Now if this is detected by the disk, fine, it will probably move over to the other disk. However, there are forms of silent data corruption which would not be detected, and you would get bad data returned to you. This could end up as simple as producing some corruption in a video you ware watching, or could bomb out the entire system (as it was a system file).
With ZFS, it would notice that the file was corrupt and return the valid data from the other disk. It would also copy the valid data across so it was available from the other disk.
The problem, for me, comes when an error is detected on both disks. It handles it the right way, for most things: It throws an error and makes note that the data is unreadable. However, let us say that it is only one block in a 10GB video file. ZFS would make the entire file as corrupt and, even though the video would probably still play fine, it is gone.

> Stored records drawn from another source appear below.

//! Raw-fetch orchestration: every query, one fresh output array

use std::path::PathBuf;
use std::time::{Duration, Instant};

use conveyline_core::{ArrayStart, ParcelRecord, ProgressContext, StreamingArrayWriter, fmt_num};

use crate::annotate::ErrorAnnotator;
use crate::api::{HttpSearchClient, SearchApi};
use crate::batch::{BatchFailure, BatchFetcher, BatchSink, QueryStats};
use crate::config::Config;

/// Result of one query
#[derive(Debug, Clone)]
pub struct QuerySummary {
    pub label: String,
    pub stats: QueryStats,
}

/// Fetch run summary
#[derive(Debug)]
pub struct Summary {
    pub output_path: PathBuf,
    pub queries: Vec<QuerySummary>,
    pub elapsed: Duration,
}

impl Summary {
    pub fn parcels_written(&self) -> usize {
        self.queries.iter().map(|q| q.stats.parcels).sum()
    }

    pub fn failed_batches(&self) -> usize {
        self.queries.iter().map(|q| q.stats.failed_batches).sum()
    }

    pub fn total_batches(&self) -> usize {
        self.queries.iter().map(|q| q.stats.batches).sum()
    }
}

/// Run the fetch pipeline against the configured HTTP endpoint
pub fn run(config: &Config, progress: &ProgressContext) -> anyhow::Result<Summary> {
    let client = HttpSearchClient::new(&config.base_url, &config.endpoint, config.token.as_deref());
    if config.token.is_none() {
        log::warn!("No API token configured, requests are unauthenticated");
    }
    log::info!("Search endpoint: {}", client.url());
    run_with(&client, config, progress)
}

/// Run the fetch pipeline against any [`SearchApi`].
///
/// The output file is truncated and framed once, then every query streams
/// into it. On a fatal error the array is still closed before returning.
pub fn run_with<A: SearchApi + ?Sized>(
    api: &A,
    config: &Config,
    progress: &ProgressContext,
) -> anyhow::Result<Summary> {
    config.validate()?;
    let start = Instant::now();

    let mut writer = StreamingArrayWriter::new(&config.output_path, ArrayStart::Fresh);
    writer.initialize()?;
    let annotator = ErrorAnnotator::new(config.annotations, &config.output_path);

    let result = fetch_queries(api, config, progress, &mut writer, &annotator);

    if let Err(e) = &result {
        log::error!("Fetch aborted: {e:#}");
        if let Err(note_err) = annotator.record(&mut writer, &format!("Fatal error: {e:#}")) {
            log::warn!("Could not record fatal error: {note_err:#}");
        }
    }
    let closed = writer.finalize();
    let queries = result?;
    closed?;

    let summary = Summary {
        output_path: config.output_path.clone(),
        queries,
        elapsed: start.elapsed(),
    };
    log::info!(
        "Wrote {} parcels to {} ({} of {} batches failed)",
        fmt_num(summary.parcels_written()),
        summary.output_path.display(),
        summary.failed_batches(),
        summary.total_batches()
    );
    Ok(summary)
}

fn fetch_queries<A: SearchApi + ?Sized>(
    api: &A,
    config: &Config,
    progress: &ProgressContext,
    writer: &mut StreamingArrayWriter,
    annotator: &ErrorAnnotator,
) -> anyhow::Result<Vec<QuerySummary>> {
    let fetcher = BatchFetcher::new(api, &config.predicate, config.batch_size);
    let mut summaries = Vec::with_capacity(config.queries.len());

    for query in &config.queries {
        log::info!(
            "Fetching {} (total: {})",
            query.label,
            fmt_num(query.total())
        );
        let pb = progress.count_bar(&query.label, query.total() as u64);

        let mut sink = ArraySink {
            writer: &mut *writer,
            annotator,
        };
        let stats = fetcher.fetch(query, &pb, &mut sink)?;
        pb.finish_and_clear();

        summaries.push(QuerySummary {
            label: query.label.clone(),
            stats,
        });
    }

    Ok(summaries)
}

/// Parcels become array elements, failures become annotations
struct ArraySink<'a> {
    writer: &'a mut StreamingArrayWriter,
    annotator: &'a ErrorAnnotator,
}

impl BatchSink for ArraySink<'_> {
    fn parcel(&mut self, parcel: ParcelRecord) -> anyhow::Result<()> {
        self.writer.append(&parcel)
    }

    fn failure(&mut self, failure: &BatchFailure) -> anyhow::Result<()> {
        for line in failure.messages() {
            self.annotator.record(self.writer, &line)?;
        }
        Ok(())
    }
}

Depends on your data if that's a bad thing or not I suppose. We throw a few hundred gig a day through some medium sized ZFS arrays (few tens of T) and it's mostly output from big scientific calculations and it really is imperative that it's _accurate_ more than it isn't lost. If we lose it, we can run the calculation again. If it's written but it's _wrong_ that could cause far more problems (Which is why we chose ZFS in the first place)
Depends on your data if that's a bad thing or not I suppose.
True, but it would be nice if there was an easy way to say "discard the bad bits but give me what's left", or even "ignore the error, just give me the (corrupted) file". However, I'd always rather know about the error, and it's only a minor issue for me. I can always restore important data from backup, and other things can normally be reacquired.
In most of the real world cases I see, the URE issue is not as much of a problem as the worst case scenarios that people evangelizing flash as the answer to just about everything like to bring up.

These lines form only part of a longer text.